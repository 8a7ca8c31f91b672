/*
 * ethernity: durable paper backups of arbitrary files
 * Copyright (C) 2026 Ethernity contributors
 *
 * This program is free software: you can redistribute it and/or modify
 * it under the terms of the GNU General Public License as published by
 * the Free Software Foundation, either version 3 of the License, or
 * (at your option) any later version.
 *
 * This program is distributed in the hope that it will be useful,
 * but WITHOUT ANY WARRANTY; without even the implied warranty of
 * MERCHANTABILITY or FITNESS FOR A PARTICULAR PURPOSE.  See the
 * GNU General Public License for more details.
 *
 * You should have received a copy of the GNU General Public License
 * along with this program.  If not, see <https://www.gnu.org/licenses/>.
 */

//! Fallback text formatter and parser (spec §4.10): z-base-32 line-wrapped
//! text, OCR-font-free, for recovery when QR scanning is unavailable.

use crate::{error::Error, frame::Frame, zbase32};

pub const DEFAULT_GROUP_SIZE: usize = 4;
pub const DEFAULT_LINE_LENGTH: usize = 80;

pub const MAX_RECOVERY_TEXT_BYTES: usize = 10 * 1024 * 1024;
pub const MAX_FALLBACK_NORMALIZED_CHARS: usize = 2_000_000;
pub const MAX_FALLBACK_LINES: usize = 50_000;

const AUTH_HEADER: &str = "=== AUTH ===";
const MAIN_HEADER: &str = "=== MAIN ===";

/// Encodes `data` as z-base-32, grouped into `group_size`-character groups
/// separated by single spaces, greedily packed into lines no longer than
/// `line_length` characters. No trailing space on any line, no empty lines.
pub fn encode_lines(data: &[u8], group_size: usize, line_length: usize) -> Vec<String> {
    let encoded = zbase32::encode(data);
    let groups: Vec<&str> = encoded
        .as_bytes()
        .chunks(group_size)
        .map(|c| std::str::from_utf8(c).expect("zbase32 output is ASCII"))
        .collect();

    let mut lines = Vec::new();
    let mut current = String::new();
    for group in groups {
        let candidate_len = if current.is_empty() {
            group.len()
        } else {
            current.len() + 1 + group.len()
        };
        if candidate_len > line_length && !current.is_empty() {
            lines.push(std::mem::take(&mut current));
        }
        if !current.is_empty() {
            current.push(' ');
        }
        current.push_str(group);
    }
    if !current.is_empty() {
        lines.push(current);
    }
    lines
}

/// Encodes a frame's wire bytes as fallback lines.
pub fn frame_to_fallback_lines(
    frame: &Frame,
    group_size: usize,
    line_length: usize,
) -> Result<Vec<String>, Error> {
    Ok(encode_lines(&frame.encode()?, group_size, line_length))
}

/// Builds a two-section recovery document: `=== AUTH ===` then
/// `=== MAIN ===`, separated by a blank line. `main` is a single frame
/// (`total=1`) carrying the *entire* ciphertext — independent of however
/// many QR-sized MAIN frames the backup also produced, since fallback text
/// has no per-symbol capacity limit (spec §4.10/§9).
pub fn recovery_document_lines(auth: &Frame, main: &Frame) -> Result<Vec<String>, Error> {
    let mut lines = vec![AUTH_HEADER.to_string()];
    lines.extend(frame_to_fallback_lines(auth, DEFAULT_GROUP_SIZE, DEFAULT_LINE_LENGTH)?);
    lines.push(String::new());
    lines.push(MAIN_HEADER.to_string());
    lines.extend(frame_to_fallback_lines(main, DEFAULT_GROUP_SIZE, DEFAULT_LINE_LENGTH)?);
    Ok(lines)
}

fn is_section_header(line: &str) -> Option<&str> {
    let trimmed = line.trim();
    if trimmed.len() < 7 || !trimmed.starts_with("===") || !trimmed.ends_with("===") {
        return None;
    }
    let inner = trimmed[3..trimmed.len() - 3].trim();
    if inner.is_empty() {
        return None;
    }
    Some(inner)
}

#[derive(Debug, Default)]
pub struct Sections {
    pub auth: Vec<String>,
    pub main: Vec<String>,
}

/// Splits raw input lines into AUTH/MAIN sections. Input without any
/// recognized header is treated as a single MAIN section.
pub fn split_sections(lines: &[String]) -> Sections {
    let mut sections = Sections::default();
    let mut current: Option<String> = None;
    let mut saw_header = false;

    for line in lines {
        if let Some(label) = is_section_header(line) {
            saw_header = true;
            current = Some(label.to_ascii_uppercase());
            continue;
        }
        match current.as_deref() {
            Some("AUTH") => sections.auth.push(line.clone()),
            Some("MAIN") => sections.main.push(line.clone()),
            _ => {
                if !saw_header {
                    sections.main.push(line.clone());
                }
            }
        }
    }
    sections
}

fn is_valid_fallback_char(ch: char) -> bool {
    if ch.is_whitespace() || ch == '-' {
        return true;
    }
    zbase32::ALPHABET.contains(&(ch.to_ascii_lowercase() as u8)) && ch.is_ascii()
}

/// Filters out any line that is not valid fallback text, decodes the
/// concatenated characters back to bytes, and parses the result as a frame.
/// Enforces the caps from spec §4.10.
pub fn parse_frame_lines(lines: &[String]) -> Result<Frame, Error> {
    if lines.len() > MAX_FALLBACK_LINES {
        return Err(Error::bounds("fallback lines", MAX_FALLBACK_LINES, lines.len()));
    }

    let mut text = String::new();
    for line in lines {
        if line.chars().all(is_valid_fallback_char) && line.chars().any(|c| !c.is_whitespace()) {
            text.push_str(line);
        }
    }

    let normalized_chars = text.chars().filter(|c| !c.is_whitespace() && *c != '-').count();
    if normalized_chars > MAX_FALLBACK_NORMALIZED_CHARS {
        return Err(Error::bounds(
            "fallback normalized characters",
            MAX_FALLBACK_NORMALIZED_CHARS,
            normalized_chars,
        ));
    }

    let bytes = zbase32::decode(&text)?;
    Frame::decode(&bytes)
}

/// Parses a full recovery text blob (UTF-8), recognizing `=== AUTH ===` /
/// `=== MAIN ===` headers, returning the decoded AUTH frame (if present)
/// and all decoded MAIN frames.
pub fn parse_recovery_text(text: &str) -> Result<(Option<Frame>, Vec<Frame>), Error> {
    if text.len() > MAX_RECOVERY_TEXT_BYTES {
        return Err(Error::bounds("recovery text", MAX_RECOVERY_TEXT_BYTES, text.len()));
    }

    let lines: Vec<String> = text.lines().map(|l| l.to_string()).collect();
    let sections = split_sections(&lines);

    let auth = if sections.auth.iter().any(|l| !l.trim().is_empty()) {
        Some(parse_frame_lines(&sections.auth)?)
    } else {
        None
    };

    let main = if sections.main.iter().any(|l| !l.trim().is_empty()) {
        vec![parse_frame_lines(&sections.main)?]
    } else {
        Vec::new()
    };

    Ok((auth, main))
}

#[cfg(test)]
mod test {
    use super::*;
    use crate::frame::{FrameType, DOC_ID_LEN};

    #[test]
    fn lines_have_no_trailing_space_or_empties() {
        let data = b"hello world, this is a longer payload to wrap across lines".to_vec();
        let lines = encode_lines(&data, 4, 16);
        for line in &lines {
            assert!(!line.is_empty());
            assert!(!line.ends_with(' '));
            assert!(line.len() <= 16);
        }
    }

    #[test]
    fn frame_fallback_roundtrip() {
        let frame = Frame::new(FrameType::MainDocument, [1u8; DOC_ID_LEN], 0, 1, b"payload".to_vec())
            .unwrap();
        let lines = frame_to_fallback_lines(&frame, DEFAULT_GROUP_SIZE, DEFAULT_LINE_LENGTH).unwrap();
        let decoded = parse_frame_lines(&lines).unwrap();
        assert_eq!(decoded, frame);
    }

    #[test]
    fn recovery_document_sections_parse_back() {
        let auth = Frame::new(FrameType::Auth, [2u8; DOC_ID_LEN], 0, 1, b"auth-data".to_vec()).unwrap();
        let main =
            Frame::new(FrameType::MainDocument, [2u8; DOC_ID_LEN], 0, 1, b"full ciphertext".to_vec())
                .unwrap();
        let lines = recovery_document_lines(&auth, &main).unwrap();
        let text = lines.join("\n");
        let sections = split_sections(&lines);
        assert_eq!(parse_frame_lines(&sections.auth).unwrap(), auth);
        assert_eq!(parse_frame_lines(&sections.main).unwrap(), main);

        let (parsed_auth, parsed_main) = parse_recovery_text(&text).unwrap();
        assert_eq!(parsed_auth.unwrap(), auth);
        assert_eq!(parsed_main, vec![main]);
    }

    #[test]
    fn unlabeled_input_is_single_main_section() {
        let frame = Frame::new(FrameType::MainDocument, [3u8; DOC_ID_LEN], 0, 1, b"x".to_vec()).unwrap();
        let lines = frame_to_fallback_lines(&frame, 4, 80).unwrap();
        let text = lines.join("\n");
        let (auth, main) = parse_recovery_text(&text).unwrap();
        assert!(auth.is_none());
        assert_eq!(main, vec![frame]);
    }

    #[test]
    fn header_detection_matches_spec() {
        assert_eq!(is_section_header("=== AUTH ==="), Some("AUTH"));
        assert_eq!(is_section_header("===MAIN==="), Some("MAIN"));
        assert_eq!(is_section_header("======"), None);
        assert_eq!(is_section_header("not a header"), None);
    }
}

· · · · ·

» Work instructions
Look above for the line holding "any later version." and the line holding "pub const MAX_FALLBACK_NORMALIZED_CHARS: usize". Retype both, and every line between them, word for word and nothing else.

» Response to this task
 * (at your option) any later version.
 *
 * This program is distributed in the hope that it will be useful,
 * but WITHOUT ANY WARRANTY; without even the implied warranty of
 * MERCHANTABILITY or FITNESS FOR A PARTICULAR PURPOSE.  See the
 * GNU General Public License for more details.
 *
 * You should have received a copy of the GNU General Public License
 * along with this program.  If not, see <https://www.gnu.org/licenses/>.
 */

//! Fallback text formatter and parser (spec §4.10): z-base-32 line-wrapped
//! text, OCR-font-free, for recovery when QR scanning is unavailable.

use crate::{error::Error, frame::Frame, zbase32};

pub const DEFAULT_GROUP_SIZE: usize = 4;
pub const DEFAULT_LINE_LENGTH: usize = 80;

pub const MAX_RECOVERY_TEXT_BYTES: usize = 10 * 1024 * 1024;
pub const MAX_FALLBACK_NORMALIZED_CHARS: usize = 2_000_000;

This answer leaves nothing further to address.